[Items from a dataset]
"""

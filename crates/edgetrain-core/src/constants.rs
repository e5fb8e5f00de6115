/// edgetrain version.
pub const VERSION: &str = env!("CARGO_PKG_VERSION");

/// Maximum length of a device identifier.
pub const MAX_DEVICE_ID_LEN: usize = 128;

/// Maximum length of a sensor type name.
pub const MAX_SENSOR_TYPE_LEN: usize = 64;

/// Maximum number of samples pushed per upload batch.
pub const MAX_UPLOAD_BATCH_SIZE: usize = 500;

/// Component name used in structured log events.
pub const COMPONENT_ORCHESTRATOR: &str = "orchestrator";
pub const COMPONENT_POLLER: &str = "poller";
pub const COMPONENT_UPLOADER: &str = "uploader";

"""

## [EXERCISE DIRECTIONS]
Please reproduce every line shown above, exactly as written.

## [PROBLEM SOLUTION]
filename crates/edgetrain-core/src/constants.rs
repository e5fb8e5f00de6115
/// edgetrain version.
pub const VERSION: &str = env!("CARGO_PKG_VERSION");

/// Maximum length of a device identifier.
pub const MAX_DEVICE_ID_LEN: usize = 128;

/// Maximum length of a sensor type name.
pub const MAX_SENSOR_TYPE_LEN: usize = 64;

/// Maximum number of samples pushed per upload batch.
pub const MAX_UPLOAD_BATCH_SIZE: usize = 500;

/// Component name used in structured log events.
pub const COMPONENT_ORCHESTRATOR: &str = "orchestrator";
pub const COMPONENT_POLLER: &str = "poller";
pub const COMPONENT_UPLOADER: &str = "uploader";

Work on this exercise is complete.